Les Lacédémoniens, voyant se prolonger la guerre contre les insurgés d’Ithome, réclamèrent l’assistance de leurs alliés et notamment des Athéniens; ceux-ci vinrent en grand nombre sous la conduite de Cimon. Ce qui les avait fait appeler, c’était leur réputation d’habileté dans la tactique obsidionale. Mais comme, malgré leur présence, le siège n’avançait pas, cette habileté parut en défaut; avec plus de vigueur, ils auraient dit emporter la place. C’est à 'la suite de cette campagne que les Lacédémoniens et les Athéniens commencèrent à se brouiller ouvertement. Le siège traînant en longueur, les Lacédémoniens appréhendèrent la turbulence et l’audace des Athéniens, qu’ils regardaient d’ailleurs comme d’une race étrangère ; ils craignirent qu’en restant devant Ithome, ils ne finissent par prêter l’oreille aux suggestions des assiégés et par opérer quelque révolution. Aussi les congédièrent-ils seuls de leurs alliés, sous prétexte qu’ils n’avaient plus besoin d’eux, sans toutefois leur témoigner aucune défiance. Les Athéniens sentirent qu’on les renvoyait sans leur donner le véritable motif, et que l’on avait conçu contre eux quelque soupçon. Indignés de cette, offense gratuite, à peine furent-ils de retour dans leurs foyers que, brisant l’alliance conclue avec Lacédémone contre les Mèdes, ils se liguèrent avec les Argiens ses ennemis. Les deux peuples s’unirent également aux Thessaliens par des serments et par une convention.

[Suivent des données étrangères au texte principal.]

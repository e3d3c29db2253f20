//! Session and event persistence
//!
//! Sessions own their events. Deleting a session removes behavior events,
//! then skill events, then the session row, all in one transaction —
//! cascade order is explicit so correctness does not depend on the storage
//! engine honoring ON DELETE CASCADE.

use std::collections::HashMap;

use chrono::{DateTime, Utc};
use sqlx::{Row, SqlitePool};
use uuid::Uuid;

use abatrack_common::api::{SessionDetails, SessionListQuery, SessionSummary};
use abatrack_common::model::{
    BehaviorEvent, BehaviorSession, CollectionMethod, NewBehaviorEvent, NewSkillEvent, SkillEvent,
};
use abatrack_common::{Error, Result};

use super::{parse_guid, parse_stored_timestamp};

fn row_to_session(row: &sqlx::sqlite::SqliteRow) -> Result<BehaviorSession> {
    let ended_at: Option<String> = row.get("ended_at");
    Ok(BehaviorSession {
        id: parse_guid(&row.get::<String, _>("guid"))?,
        client_id: parse_guid(&row.get::<String, _>("client_id"))?,
        started_at: parse_stored_timestamp(&row.get::<String, _>("started_at"))?,
        ended_at: ended_at.as_deref().map(parse_stored_timestamp).transpose()?,
    })
}

fn row_to_behavior_event(row: &sqlx::sqlite::SqliteRow) -> Result<BehaviorEvent> {
    let event_type: String = row.get("event_type");
    let extra: Option<String> = row.get("extra");
    Ok(BehaviorEvent {
        id: parse_guid(&row.get::<String, _>("guid"))?,
        session_id: parse_guid(&row.get::<String, _>("session_id"))?,
        behavior_id: parse_guid(&row.get::<String, _>("behavior_id"))?,
        event_type: event_type.parse()?,
        value: row.get("value"),
        happened_at: parse_stored_timestamp(&row.get::<String, _>("happened_at"))?,
        extra: extra
            .as_deref()
            .map(serde_json::from_str)
            .transpose()
            .map_err(|e| Error::Internal(format!("Corrupt event extra: {}", e)))?,
    })
}

fn row_to_skill_event(row: &sqlx::sqlite::SqliteRow) -> Result<SkillEvent> {
    let event_type: String = row.get("event_type");
    Ok(SkillEvent {
        id: parse_guid(&row.get::<String, _>("guid"))?,
        session_id: parse_guid(&row.get::<String, _>("session_id"))?,
        skill_id: parse_guid(&row.get::<String, _>("skill_id"))?,
        event_type: event_type.parse()?,
        happened_at: parse_stored_timestamp(&row.get::<String, _>("happened_at"))?,
    })
}

/// Create a new open session for a client
///
/// `started_at` is the server instant; the client-chosen date is advisory
/// and not persisted.
pub async fn insert_session(pool: &SqlitePool, client_id: Uuid) -> Result<BehaviorSession> {
    let session = BehaviorSession {
        id: Uuid::new_v4(),
        client_id,
        started_at: Utc::now(),
        ended_at: None,
    };

    sqlx::query(
        "INSERT INTO behavior_sessions (guid, client_id, started_at, ended_at) VALUES (?, ?, ?, NULL)",
    )
    .bind(session.id.to_string())
    .bind(session.client_id.to_string())
    .bind(session.started_at.to_rfc3339())
    .execute(pool)
    .await?;

    Ok(session)
}

/// Fetch one session or NotFound
pub async fn get_session(pool: &SqlitePool, session_id: Uuid) -> Result<BehaviorSession> {
    let row = sqlx::query("SELECT * FROM behavior_sessions WHERE guid = ?")
        .bind(session_id.to_string())
        .fetch_optional(pool)
        .await?
        .ok_or_else(|| Error::NotFound(format!("Session not found: {}", session_id)))?;
    row_to_session(&row)
}

fn require_open(session: &BehaviorSession) -> Result<()> {
    if !session.is_open() {
        return Err(Error::Conflict(format!(
            "Session {} is already ended",
            session.id
        )));
    }
    Ok(())
}

/// Insert a batch of behavior events for an open session
///
/// The whole batch is one transaction in queue order. Every event's
/// behavior must belong to the session's client and its event type must
/// match the behavior's collection method; a single mismatch rejects the
/// batch so nothing is half-recorded.
pub async fn insert_behavior_events(
    pool: &SqlitePool,
    session: &BehaviorSession,
    events: &[NewBehaviorEvent],
    received_at: DateTime<Utc>,
) -> Result<usize> {
    require_open(session)?;

    // Resolve each distinct behavior once: (owner client, method)
    let mut targets: HashMap<Uuid, (Uuid, CollectionMethod)> = HashMap::new();
    for ev in events {
        if targets.contains_key(&ev.behavior_id) {
            continue;
        }
        let row = sqlx::query("SELECT client_id, method FROM behaviors WHERE guid = ?")
            .bind(ev.behavior_id.to_string())
            .fetch_optional(pool)
            .await?
            .ok_or_else(|| Error::InvalidInput(format!("Unknown behavior: {}", ev.behavior_id)))?;
        let client_id = parse_guid(&row.get::<String, _>("client_id"))?;
        let method: CollectionMethod = row.get::<String, _>("method").parse()?;
        targets.insert(ev.behavior_id, (client_id, method));
    }

    for ev in events {
        let (client_id, method) = targets[&ev.behavior_id];
        if client_id != session.client_id {
            return Err(Error::InvalidInput(format!(
                "Behavior {} does not belong to the session's client",
                ev.behavior_id
            )));
        }
        if !ev.event_type.valid_for(method) {
            return Err(Error::InvalidInput(format!(
                "Event type {} is not valid for a {} behavior",
                ev.event_type.as_str(),
                method.as_str()
            )));
        }
    }

    let mut tx = pool.begin().await?;
    for ev in events {
        let happened_at = ev.happened_at.unwrap_or(received_at);
        sqlx::query(
            r#"
            INSERT INTO behavior_events (guid, session_id, behavior_id, event_type, value, happened_at, extra)
            VALUES (?, ?, ?, ?, ?, ?, ?)
            "#,
        )
        .bind(Uuid::new_v4().to_string())
        .bind(session.id.to_string())
        .bind(ev.behavior_id.to_string())
        .bind(ev.event_type.as_str())
        .bind(ev.value)
        .bind(happened_at.to_rfc3339())
        .bind(ev.extra.as_ref().map(|v| v.to_string()))
        .execute(&mut *tx)
        .await?;
    }
    tx.commit().await?;

    Ok(events.len())
}

/// Insert a batch of skill events for an open session
pub async fn insert_skill_events(
    pool: &SqlitePool,
    session: &BehaviorSession,
    events: &[NewSkillEvent],
    received_at: DateTime<Utc>,
) -> Result<usize> {
    require_open(session)?;

    let mut owners: HashMap<Uuid, Uuid> = HashMap::new();
    for ev in events {
        if owners.contains_key(&ev.skill_id) {
            continue;
        }
        let row = sqlx::query("SELECT client_id FROM skills WHERE guid = ?")
            .bind(ev.skill_id.to_string())
            .fetch_optional(pool)
            .await?
            .ok_or_else(|| Error::InvalidInput(format!("Unknown skill: {}", ev.skill_id)))?;
        owners.insert(ev.skill_id, parse_guid(&row.get::<String, _>("client_id"))?);
    }

    for ev in events {
        if owners[&ev.skill_id] != session.client_id {
            return Err(Error::InvalidInput(format!(
                "Skill {} does not belong to the session's client",
                ev.skill_id
            )));
        }
    }

    let mut tx = pool.begin().await?;
    for ev in events {
        let happened_at = ev.happened_at.unwrap_or(received_at);
        sqlx::query(
            r#"
            INSERT INTO skill_events (guid, session_id, skill_id, event_type, happened_at)
            VALUES (?, ?, ?, ?, ?)
            "#,
        )
        .bind(Uuid::new_v4().to_string())
        .bind(session.id.to_string())
        .bind(ev.skill_id.to_string())
        .bind(ev.event_type.as_str())
        .bind(happened_at.to_rfc3339())
        .execute(&mut *tx)
        .await?;
    }
    tx.commit().await?;

    Ok(events.len())
}

/// Mark a session ended; an already-ended session is a conflict
pub async fn end_session(pool: &SqlitePool, session_id: Uuid) -> Result<BehaviorSession> {
    let mut session = get_session(pool, session_id).await?;
    require_open(&session)?;

    let ended_at = Utc::now();
    sqlx::query("UPDATE behavior_sessions SET ended_at = ? WHERE guid = ?")
        .bind(ended_at.to_rfc3339())
        .bind(session_id.to_string())
        .execute(pool)
        .await?;

    session.ended_at = Some(ended_at);
    Ok(session)
}

/// List sessions with per-session event counts, newest first
///
/// Optional filters: start date range (on the session's calendar date)
/// and owning client.
pub async fn list_sessions(
    pool: &SqlitePool,
    query: &SessionListQuery,
) -> Result<Vec<SessionSummary>> {
    let mut sql = String::from(
        r#"
        SELECT s.*,
            (SELECT COUNT(*) FROM behavior_events e WHERE e.session_id = s.guid) AS behavior_event_count,
            (SELECT COUNT(*) FROM skill_events e WHERE e.session_id = s.guid) AS skill_event_count
        FROM behavior_sessions s
        WHERE 1 = 1
        "#,
    );

    let mut binds: Vec<String> = Vec::new();
    if let Some(from) = query.date_from {
        sql.push_str(" AND date(s.started_at) >= date(?)");
        binds.push(from.to_string());
    }
    if let Some(to) = query.date_to {
        sql.push_str(" AND date(s.started_at) <= date(?)");
        binds.push(to.to_string());
    }
    if let Some(client_id) = query.client_id {
        sql.push_str(" AND s.client_id = ?");
        binds.push(client_id.to_string());
    }
    sql.push_str(" ORDER BY s.started_at DESC");

    let mut q = sqlx::query(&sql);
    for b in &binds {
        q = q.bind(b);
    }
    let rows = q.fetch_all(pool).await?;

    rows.iter()
        .map(|row| {
            Ok(SessionSummary {
                session: row_to_session(row)?,
                behavior_event_count: row.get("behavior_event_count"),
                skill_event_count: row.get("skill_event_count"),
            })
        })
        .collect()
}

/// Fetch a session's events grouped by behavior and skill target
pub async fn session_details(pool: &SqlitePool, session_id: Uuid) -> Result<SessionDetails> {
    use abatrack_common::api::{BehaviorEventGroup, SkillEventGroup};

    let session = get_session(pool, session_id).await?;

    let rows = sqlx::query(
        "SELECT * FROM behavior_events WHERE session_id = ? ORDER BY happened_at ASC",
    )
    .bind(session_id.to_string())
    .fetch_all(pool)
    .await?;
    let behavior_events: Vec<BehaviorEvent> =
        rows.iter().map(row_to_behavior_event).collect::<Result<_>>()?;

    let rows = sqlx::query(
        "SELECT * FROM skill_events WHERE session_id = ? ORDER BY happened_at ASC",
    )
    .bind(session_id.to_string())
    .fetch_all(pool)
    .await?;
    let skill_events: Vec<SkillEvent> =
        rows.iter().map(row_to_skill_event).collect::<Result<_>>()?;

    // Group preserving first-seen target order
    let mut behaviors: Vec<BehaviorEventGroup> = Vec::new();
    for ev in behavior_events {
        match behaviors.iter_mut().find(|g| g.behavior.id == ev.behavior_id) {
            Some(group) => group.events.push(ev),
            None => {
                let behavior = super::catalog::get_behavior(pool, ev.behavior_id).await?;
                behaviors.push(BehaviorEventGroup {
                    behavior,
                    events: vec![ev],
                });
            }
        }
    }

    let mut skills: Vec<SkillEventGroup> = Vec::new();
    for ev in skill_events {
        match skills.iter_mut().find(|g| g.skill.id == ev.skill_id) {
            Some(group) => group.events.push(ev),
            None => {
                let skill = super::catalog::get_skill(pool, ev.skill_id).await?;
                skills.push(SkillEventGroup {
                    skill,
                    events: vec![ev],
                });
            }
        }
    }

    Ok(SessionDetails {
        session,
        behaviors,
        skills,
    })
}

/// Hard-delete one behavior event
pub async fn delete_behavior_event(pool: &SqlitePool, event_id: Uuid) -> Result<()> {
    let result = sqlx::query("DELETE FROM behavior_events WHERE guid = ?")
        .bind(event_id.to_string())
        .execute(pool)
        .await?;
    if result.rows_affected() == 0 {
        return Err(Error::NotFound(format!(
            "Behavior event not found: {}",
            event_id
        )));
    }
    Ok(())
}

/// Hard-delete one skill event
pub async fn delete_skill_event(pool: &SqlitePool, event_id: Uuid) -> Result<()> {
    let result = sqlx::query("DELETE FROM skill_events WHERE guid = ?")
        .bind(event_id.to_string())
        .execute(pool)
        .await?;
    if result.rows_affected() == 0 {
        return Err(Error::NotFound(format!(
            "Skill event not found: {}",
            event_id
        )));
    }
    Ok(())
}

/// Delete a session and all its events, events first
pub async fn delete_session(pool: &SqlitePool, session_id: Uuid) -> Result<()> {
    // Existence check up front so a repeat delete is a clean 404
    get_session(pool, session_id).await?;

    let mut tx = pool.begin().await?;
    sqlx::query("DELETE FROM behavior_events WHERE session_id = ?")
        .bind(session_id.to_string())
        .execute(&mut *tx)
        .await?;
    sqlx::query("DELETE FROM skill_events WHERE session_id = ?")
        .bind(session_id.to_string())
        .execute(&mut *tx)
        .await?;
    sqlx::query("DELETE FROM behavior_sessions WHERE guid = ?")
        .bind(session_id.to_string())
        .execute(&mut *tx)
        .await?;
    tx.commit().await?;

    Ok(())
}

Après dix ans de siège, les révoltés d’Ithome, réduit aux abois, capitulèrent avec les Lacédémoniens. Ils s’engagèrent, sous la foi d’un traité, à sortir du Péloponèse et à n’y jamais rentrer, sous peine pour celui qui serait pris de devenir l’esclave de quiconque le saisirait. Précédemment il était venu de Delphes un oracle ordonnant aux Lacédémoniens de laisser aller le suppliant de Jupiter Ithomatas[*](Le sommet du mont Ithome, de même que celui de toutes les hautes montagnes de la Grèce, était consacré à Jupiter. Ce dieu y avait un autel entouré d'une encéinte en pierres brutes. Voyez Pausanias, ΠΙ, χχνι ; IV, v. ). Ils sortirent donc avec leurs enfants et leurs femmes. Les Athéniens, en haine des La. cédémoniens, accueillirent ces fugitifs, et leur cédèrent la ville de Naupacte, qu’ils avaient prise depuis peu sur les Locriens-Ozoles.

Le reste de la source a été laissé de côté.